### Instructions for the task
From the first line to the last, write out the material verbatim.
'''
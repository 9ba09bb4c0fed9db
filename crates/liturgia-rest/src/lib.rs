//! Liturgia REST - Event source backed by a PostgREST table.

pub mod client;
pub mod params;

pub use client::{RestConfig, RestEventSource};
pub use params::query_params;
'''
### Exercise output
repository 9ba09bb4c0fed9db
filename crates/liturgia-rest/src/lib.rs
//! Liturgia REST - Event source backed by a PostgREST table.

pub mod client;
pub mod params;

pub use client::{RestConfig, RestEventSource};
pub use params::query_params;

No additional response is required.